■ INSTRUCTIONS TO FOLLOW: Each of the lines from the one that contains "Some(var) => lookup(var).ok_or_else(||" to the end of the entries below should be output exactly.

■ SUPPLIED DATA:
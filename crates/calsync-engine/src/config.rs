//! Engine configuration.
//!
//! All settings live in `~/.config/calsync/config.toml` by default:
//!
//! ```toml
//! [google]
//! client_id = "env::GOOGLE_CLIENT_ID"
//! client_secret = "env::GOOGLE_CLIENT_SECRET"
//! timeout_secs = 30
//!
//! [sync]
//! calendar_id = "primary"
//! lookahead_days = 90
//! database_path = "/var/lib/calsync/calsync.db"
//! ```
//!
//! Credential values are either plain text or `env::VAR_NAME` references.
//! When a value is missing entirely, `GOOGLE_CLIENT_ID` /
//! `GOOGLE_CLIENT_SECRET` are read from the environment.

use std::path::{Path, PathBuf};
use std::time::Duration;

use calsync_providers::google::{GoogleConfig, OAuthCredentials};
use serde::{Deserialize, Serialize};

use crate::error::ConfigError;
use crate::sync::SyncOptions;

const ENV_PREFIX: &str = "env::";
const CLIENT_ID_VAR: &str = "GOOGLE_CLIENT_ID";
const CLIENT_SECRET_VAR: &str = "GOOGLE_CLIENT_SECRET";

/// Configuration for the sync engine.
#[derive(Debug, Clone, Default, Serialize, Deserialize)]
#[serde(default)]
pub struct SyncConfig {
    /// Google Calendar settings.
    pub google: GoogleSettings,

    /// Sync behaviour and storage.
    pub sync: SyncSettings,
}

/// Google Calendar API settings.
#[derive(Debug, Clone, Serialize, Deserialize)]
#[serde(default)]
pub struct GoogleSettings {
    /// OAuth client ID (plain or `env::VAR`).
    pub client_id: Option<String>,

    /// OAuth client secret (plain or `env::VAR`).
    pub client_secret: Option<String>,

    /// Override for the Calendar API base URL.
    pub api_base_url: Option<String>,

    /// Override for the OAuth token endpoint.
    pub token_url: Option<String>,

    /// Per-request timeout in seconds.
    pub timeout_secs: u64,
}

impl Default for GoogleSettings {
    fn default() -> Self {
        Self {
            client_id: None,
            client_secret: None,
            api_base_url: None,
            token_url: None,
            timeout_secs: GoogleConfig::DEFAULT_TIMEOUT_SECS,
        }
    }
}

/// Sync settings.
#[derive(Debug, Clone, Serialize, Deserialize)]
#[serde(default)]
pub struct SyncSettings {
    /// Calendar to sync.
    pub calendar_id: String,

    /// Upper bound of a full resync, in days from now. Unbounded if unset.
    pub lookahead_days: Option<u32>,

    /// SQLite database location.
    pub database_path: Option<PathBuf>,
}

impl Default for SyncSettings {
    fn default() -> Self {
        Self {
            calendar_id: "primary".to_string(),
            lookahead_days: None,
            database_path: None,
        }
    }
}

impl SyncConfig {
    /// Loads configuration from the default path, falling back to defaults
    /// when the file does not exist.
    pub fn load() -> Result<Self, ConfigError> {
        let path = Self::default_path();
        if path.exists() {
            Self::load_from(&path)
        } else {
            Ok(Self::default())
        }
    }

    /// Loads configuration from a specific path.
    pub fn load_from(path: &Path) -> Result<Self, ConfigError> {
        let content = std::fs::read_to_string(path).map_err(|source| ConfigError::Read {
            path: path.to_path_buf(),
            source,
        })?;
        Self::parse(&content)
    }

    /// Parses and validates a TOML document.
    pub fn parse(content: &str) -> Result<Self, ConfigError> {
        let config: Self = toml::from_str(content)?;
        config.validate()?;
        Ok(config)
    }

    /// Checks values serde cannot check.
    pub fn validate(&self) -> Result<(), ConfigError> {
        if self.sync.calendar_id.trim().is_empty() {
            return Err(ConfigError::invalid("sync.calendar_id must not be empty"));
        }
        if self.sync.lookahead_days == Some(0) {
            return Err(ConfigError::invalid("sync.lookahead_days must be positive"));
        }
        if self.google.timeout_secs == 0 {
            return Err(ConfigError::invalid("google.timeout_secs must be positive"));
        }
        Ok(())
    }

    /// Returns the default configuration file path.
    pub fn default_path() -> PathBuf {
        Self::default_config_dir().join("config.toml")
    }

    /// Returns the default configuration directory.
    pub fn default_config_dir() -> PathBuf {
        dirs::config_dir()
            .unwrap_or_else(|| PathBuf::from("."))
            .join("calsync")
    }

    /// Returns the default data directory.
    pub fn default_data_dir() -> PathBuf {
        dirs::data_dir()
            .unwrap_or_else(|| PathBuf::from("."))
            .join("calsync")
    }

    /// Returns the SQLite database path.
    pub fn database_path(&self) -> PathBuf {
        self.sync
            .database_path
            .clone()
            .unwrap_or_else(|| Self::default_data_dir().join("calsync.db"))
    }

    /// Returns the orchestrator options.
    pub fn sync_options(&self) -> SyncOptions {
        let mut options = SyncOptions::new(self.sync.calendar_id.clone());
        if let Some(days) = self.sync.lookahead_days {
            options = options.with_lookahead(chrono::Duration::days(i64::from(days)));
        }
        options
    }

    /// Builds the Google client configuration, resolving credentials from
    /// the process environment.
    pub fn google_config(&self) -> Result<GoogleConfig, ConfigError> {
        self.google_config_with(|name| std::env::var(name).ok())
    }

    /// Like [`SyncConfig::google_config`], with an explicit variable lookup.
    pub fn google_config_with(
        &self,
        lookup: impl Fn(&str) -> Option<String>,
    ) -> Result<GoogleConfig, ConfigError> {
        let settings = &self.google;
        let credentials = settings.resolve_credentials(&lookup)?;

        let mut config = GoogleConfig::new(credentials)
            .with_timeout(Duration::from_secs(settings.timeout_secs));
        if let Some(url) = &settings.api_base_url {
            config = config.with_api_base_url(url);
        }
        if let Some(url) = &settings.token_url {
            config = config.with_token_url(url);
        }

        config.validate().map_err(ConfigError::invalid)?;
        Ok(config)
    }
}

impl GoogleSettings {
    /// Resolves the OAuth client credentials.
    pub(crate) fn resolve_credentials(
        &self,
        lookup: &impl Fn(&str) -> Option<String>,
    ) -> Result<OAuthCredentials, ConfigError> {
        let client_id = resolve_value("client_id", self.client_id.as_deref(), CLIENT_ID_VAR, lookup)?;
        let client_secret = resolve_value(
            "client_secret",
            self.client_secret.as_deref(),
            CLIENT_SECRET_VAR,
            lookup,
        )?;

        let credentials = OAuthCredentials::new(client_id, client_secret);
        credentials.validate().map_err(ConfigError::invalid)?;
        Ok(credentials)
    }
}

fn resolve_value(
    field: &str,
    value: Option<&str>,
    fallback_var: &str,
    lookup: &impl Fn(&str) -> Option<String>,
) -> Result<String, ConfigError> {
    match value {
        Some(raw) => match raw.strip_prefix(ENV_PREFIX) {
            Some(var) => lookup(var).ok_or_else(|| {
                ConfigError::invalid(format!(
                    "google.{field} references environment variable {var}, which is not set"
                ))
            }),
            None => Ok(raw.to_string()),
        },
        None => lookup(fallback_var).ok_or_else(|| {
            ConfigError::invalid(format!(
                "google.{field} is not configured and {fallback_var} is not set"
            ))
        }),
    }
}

■ WRITTEN ANSWER:
            Some(var) => lookup(var).ok_or_else(|| {
                ConfigError::invalid(format!(
                    "google.{field} references environment variable {var}, which is not set"
                ))
            }),
            None => Ok(raw.to_string()),
        },
        None => lookup(fallback_var).ok_or_else(|| {
            ConfigError::invalid(format!(
                "google.{field} is not configured and {fallback_var} is not set"
            ))
        }),
    }
}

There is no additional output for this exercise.